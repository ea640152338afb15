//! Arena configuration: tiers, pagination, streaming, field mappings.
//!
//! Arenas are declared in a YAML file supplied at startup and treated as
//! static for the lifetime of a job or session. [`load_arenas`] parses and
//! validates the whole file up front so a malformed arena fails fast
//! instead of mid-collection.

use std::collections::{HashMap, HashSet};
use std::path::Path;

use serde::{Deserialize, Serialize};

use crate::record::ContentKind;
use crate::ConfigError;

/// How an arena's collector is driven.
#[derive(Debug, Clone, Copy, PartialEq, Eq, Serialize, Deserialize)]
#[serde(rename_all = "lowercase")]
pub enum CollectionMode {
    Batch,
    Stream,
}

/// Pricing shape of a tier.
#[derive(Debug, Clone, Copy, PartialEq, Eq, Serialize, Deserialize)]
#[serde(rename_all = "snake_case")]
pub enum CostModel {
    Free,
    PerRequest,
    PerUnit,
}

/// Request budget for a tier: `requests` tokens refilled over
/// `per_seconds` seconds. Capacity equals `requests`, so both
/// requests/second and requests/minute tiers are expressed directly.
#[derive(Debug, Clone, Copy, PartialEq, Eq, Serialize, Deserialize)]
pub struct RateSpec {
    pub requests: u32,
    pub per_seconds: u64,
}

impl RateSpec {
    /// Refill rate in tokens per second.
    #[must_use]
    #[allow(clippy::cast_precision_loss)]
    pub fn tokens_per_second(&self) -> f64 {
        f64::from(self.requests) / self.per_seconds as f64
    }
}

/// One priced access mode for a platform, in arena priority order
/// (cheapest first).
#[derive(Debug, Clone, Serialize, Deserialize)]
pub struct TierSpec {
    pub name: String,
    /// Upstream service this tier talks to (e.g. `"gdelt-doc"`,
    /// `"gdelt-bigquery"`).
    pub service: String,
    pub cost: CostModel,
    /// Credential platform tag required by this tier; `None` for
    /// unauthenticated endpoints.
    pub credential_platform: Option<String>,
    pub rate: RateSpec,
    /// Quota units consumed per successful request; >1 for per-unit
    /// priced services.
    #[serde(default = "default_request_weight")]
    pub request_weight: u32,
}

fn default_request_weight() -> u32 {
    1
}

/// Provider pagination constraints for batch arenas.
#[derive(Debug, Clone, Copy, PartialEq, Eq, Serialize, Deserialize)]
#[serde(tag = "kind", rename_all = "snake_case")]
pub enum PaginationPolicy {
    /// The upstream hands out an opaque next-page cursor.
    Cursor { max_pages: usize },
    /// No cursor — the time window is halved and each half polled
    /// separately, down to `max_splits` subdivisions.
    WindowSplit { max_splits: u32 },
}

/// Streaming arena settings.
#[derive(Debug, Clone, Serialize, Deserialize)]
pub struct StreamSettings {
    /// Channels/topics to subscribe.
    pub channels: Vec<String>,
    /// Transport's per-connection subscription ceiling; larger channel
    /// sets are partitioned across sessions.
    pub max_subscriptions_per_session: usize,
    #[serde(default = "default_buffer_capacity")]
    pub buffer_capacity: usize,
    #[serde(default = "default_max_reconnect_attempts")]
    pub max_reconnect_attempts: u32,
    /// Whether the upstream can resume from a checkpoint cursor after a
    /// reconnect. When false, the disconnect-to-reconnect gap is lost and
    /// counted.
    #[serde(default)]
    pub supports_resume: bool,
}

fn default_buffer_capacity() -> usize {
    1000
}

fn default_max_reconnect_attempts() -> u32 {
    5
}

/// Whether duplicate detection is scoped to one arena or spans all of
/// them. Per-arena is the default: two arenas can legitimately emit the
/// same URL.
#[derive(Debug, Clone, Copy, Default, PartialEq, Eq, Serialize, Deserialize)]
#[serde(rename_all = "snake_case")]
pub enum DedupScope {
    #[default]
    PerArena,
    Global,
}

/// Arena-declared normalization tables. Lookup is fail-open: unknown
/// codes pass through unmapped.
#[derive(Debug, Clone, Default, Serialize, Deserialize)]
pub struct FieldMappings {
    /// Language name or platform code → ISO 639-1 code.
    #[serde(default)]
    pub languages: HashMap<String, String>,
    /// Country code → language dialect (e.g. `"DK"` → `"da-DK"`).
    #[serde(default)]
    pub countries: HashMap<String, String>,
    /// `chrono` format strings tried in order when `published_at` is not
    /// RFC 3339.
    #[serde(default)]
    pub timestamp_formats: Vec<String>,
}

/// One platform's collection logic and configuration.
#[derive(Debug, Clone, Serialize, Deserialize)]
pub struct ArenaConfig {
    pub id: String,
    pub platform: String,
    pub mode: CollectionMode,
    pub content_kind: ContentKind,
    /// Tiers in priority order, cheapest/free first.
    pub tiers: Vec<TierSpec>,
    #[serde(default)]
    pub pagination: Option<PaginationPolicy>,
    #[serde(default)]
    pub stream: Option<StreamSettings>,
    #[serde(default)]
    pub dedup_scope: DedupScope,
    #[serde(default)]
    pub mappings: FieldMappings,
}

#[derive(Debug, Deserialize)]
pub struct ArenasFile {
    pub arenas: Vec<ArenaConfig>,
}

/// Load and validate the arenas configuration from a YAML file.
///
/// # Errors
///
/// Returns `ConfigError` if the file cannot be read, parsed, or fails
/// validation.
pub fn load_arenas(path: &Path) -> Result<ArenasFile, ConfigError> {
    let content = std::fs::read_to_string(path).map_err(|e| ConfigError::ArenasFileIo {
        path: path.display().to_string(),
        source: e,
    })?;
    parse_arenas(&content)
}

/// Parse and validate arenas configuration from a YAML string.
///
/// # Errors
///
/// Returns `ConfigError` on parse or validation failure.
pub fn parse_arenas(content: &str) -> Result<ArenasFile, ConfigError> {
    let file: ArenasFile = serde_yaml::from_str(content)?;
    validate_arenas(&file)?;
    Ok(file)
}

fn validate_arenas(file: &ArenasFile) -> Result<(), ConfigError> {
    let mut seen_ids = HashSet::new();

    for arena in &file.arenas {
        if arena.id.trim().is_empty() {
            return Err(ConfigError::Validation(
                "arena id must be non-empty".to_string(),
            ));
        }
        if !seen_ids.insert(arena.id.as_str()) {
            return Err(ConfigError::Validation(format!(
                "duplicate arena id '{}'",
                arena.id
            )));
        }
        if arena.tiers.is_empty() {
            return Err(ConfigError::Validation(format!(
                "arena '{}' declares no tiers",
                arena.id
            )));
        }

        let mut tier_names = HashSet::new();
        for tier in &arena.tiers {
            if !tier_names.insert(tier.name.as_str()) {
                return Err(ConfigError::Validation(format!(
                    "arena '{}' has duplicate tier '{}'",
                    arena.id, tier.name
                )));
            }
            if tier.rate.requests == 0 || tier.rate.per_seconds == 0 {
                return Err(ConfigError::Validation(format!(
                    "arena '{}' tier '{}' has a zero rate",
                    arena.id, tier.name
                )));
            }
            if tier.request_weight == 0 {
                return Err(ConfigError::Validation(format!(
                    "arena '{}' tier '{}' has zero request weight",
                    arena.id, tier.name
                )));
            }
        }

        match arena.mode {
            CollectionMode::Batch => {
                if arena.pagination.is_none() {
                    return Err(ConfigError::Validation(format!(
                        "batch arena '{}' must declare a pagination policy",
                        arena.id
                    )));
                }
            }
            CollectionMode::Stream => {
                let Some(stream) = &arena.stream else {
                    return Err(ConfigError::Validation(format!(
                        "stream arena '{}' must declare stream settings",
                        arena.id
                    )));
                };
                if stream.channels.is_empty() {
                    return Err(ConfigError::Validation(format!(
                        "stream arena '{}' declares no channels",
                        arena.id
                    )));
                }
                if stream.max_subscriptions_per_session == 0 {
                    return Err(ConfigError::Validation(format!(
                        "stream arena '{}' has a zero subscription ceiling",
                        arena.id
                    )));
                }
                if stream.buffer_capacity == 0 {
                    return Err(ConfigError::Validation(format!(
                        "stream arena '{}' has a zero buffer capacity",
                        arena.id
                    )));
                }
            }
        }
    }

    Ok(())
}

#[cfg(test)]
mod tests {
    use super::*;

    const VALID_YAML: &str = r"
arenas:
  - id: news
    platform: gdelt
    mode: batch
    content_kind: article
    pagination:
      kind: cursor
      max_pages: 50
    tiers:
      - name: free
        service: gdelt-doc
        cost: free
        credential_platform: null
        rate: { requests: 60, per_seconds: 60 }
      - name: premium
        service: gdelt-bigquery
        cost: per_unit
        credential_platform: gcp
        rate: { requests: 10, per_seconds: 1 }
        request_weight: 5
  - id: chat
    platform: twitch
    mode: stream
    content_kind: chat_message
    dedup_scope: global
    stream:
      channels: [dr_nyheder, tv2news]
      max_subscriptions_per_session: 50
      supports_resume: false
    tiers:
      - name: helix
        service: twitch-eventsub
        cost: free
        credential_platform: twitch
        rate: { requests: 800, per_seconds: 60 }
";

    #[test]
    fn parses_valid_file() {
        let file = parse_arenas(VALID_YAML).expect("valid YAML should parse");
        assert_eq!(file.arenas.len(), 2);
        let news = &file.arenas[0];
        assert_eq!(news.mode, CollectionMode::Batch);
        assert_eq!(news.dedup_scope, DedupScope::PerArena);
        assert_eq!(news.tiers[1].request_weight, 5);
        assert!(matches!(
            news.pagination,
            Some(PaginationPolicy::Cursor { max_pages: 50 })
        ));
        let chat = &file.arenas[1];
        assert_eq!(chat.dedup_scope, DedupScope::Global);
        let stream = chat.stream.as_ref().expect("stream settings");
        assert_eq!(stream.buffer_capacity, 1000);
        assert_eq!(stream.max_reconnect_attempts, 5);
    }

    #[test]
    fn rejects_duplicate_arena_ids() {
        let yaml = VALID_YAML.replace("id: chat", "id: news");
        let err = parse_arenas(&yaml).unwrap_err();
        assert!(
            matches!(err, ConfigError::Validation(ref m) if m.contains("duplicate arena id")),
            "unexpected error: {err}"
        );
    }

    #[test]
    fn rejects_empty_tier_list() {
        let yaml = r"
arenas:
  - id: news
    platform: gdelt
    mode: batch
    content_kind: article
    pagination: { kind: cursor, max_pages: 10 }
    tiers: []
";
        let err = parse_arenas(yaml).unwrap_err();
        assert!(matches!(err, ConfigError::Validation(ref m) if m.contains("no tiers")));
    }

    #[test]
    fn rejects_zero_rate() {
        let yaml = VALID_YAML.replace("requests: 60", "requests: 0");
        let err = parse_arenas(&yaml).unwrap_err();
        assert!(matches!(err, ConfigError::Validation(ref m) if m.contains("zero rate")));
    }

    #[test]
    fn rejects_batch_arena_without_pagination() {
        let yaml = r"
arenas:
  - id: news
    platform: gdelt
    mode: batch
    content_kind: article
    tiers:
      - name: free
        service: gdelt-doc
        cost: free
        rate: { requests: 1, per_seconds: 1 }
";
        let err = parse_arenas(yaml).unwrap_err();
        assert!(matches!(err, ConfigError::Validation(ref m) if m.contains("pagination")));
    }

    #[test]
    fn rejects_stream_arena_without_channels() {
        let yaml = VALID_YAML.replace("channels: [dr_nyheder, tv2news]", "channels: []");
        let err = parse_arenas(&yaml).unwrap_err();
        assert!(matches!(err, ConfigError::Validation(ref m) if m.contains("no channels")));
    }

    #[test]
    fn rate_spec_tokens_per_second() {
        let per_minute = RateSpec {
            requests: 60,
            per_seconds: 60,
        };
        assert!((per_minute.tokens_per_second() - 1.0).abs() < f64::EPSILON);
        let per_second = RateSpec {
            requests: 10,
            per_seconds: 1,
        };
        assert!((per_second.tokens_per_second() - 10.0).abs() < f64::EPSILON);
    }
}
...
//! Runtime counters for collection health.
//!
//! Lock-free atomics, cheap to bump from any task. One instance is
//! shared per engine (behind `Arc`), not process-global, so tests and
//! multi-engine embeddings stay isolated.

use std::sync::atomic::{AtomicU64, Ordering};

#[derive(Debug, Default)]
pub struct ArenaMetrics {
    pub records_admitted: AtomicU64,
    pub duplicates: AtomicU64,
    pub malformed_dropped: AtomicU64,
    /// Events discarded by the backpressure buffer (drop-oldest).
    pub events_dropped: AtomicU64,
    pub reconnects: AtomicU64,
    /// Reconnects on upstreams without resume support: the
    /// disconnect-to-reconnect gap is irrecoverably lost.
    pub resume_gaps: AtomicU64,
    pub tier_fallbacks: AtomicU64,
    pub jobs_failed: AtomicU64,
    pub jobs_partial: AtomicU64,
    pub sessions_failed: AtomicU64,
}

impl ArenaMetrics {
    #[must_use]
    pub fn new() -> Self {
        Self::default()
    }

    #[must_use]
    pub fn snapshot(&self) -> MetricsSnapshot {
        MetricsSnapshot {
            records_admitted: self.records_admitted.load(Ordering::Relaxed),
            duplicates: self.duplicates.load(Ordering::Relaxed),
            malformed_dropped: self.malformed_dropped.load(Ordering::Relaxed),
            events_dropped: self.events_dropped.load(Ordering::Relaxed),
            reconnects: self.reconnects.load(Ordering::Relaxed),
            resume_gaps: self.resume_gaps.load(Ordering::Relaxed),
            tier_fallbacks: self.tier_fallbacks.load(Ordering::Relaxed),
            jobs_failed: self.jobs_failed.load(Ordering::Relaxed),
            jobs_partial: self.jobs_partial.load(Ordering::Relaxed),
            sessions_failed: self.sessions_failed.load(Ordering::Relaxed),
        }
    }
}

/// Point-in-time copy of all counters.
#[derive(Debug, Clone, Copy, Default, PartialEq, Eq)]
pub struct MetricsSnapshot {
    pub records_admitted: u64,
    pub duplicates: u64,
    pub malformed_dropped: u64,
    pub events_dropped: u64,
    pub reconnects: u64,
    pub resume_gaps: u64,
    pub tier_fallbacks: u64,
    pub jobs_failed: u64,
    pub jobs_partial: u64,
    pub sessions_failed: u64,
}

> Problem details: Reproduce exactly the lines above from the line with "repository ea640152338afb15" to the line with "static for the", including both, and add nothing.

> Answer to this problem:
repository ea640152338afb15
//! Arena configuration: tiers, pagination, streaming, field mappings.
//!
//! Arenas are declared in a YAML file supplied at startup and treated as
//! static for the lifetime of a job or session. [`load_arenas`] parses and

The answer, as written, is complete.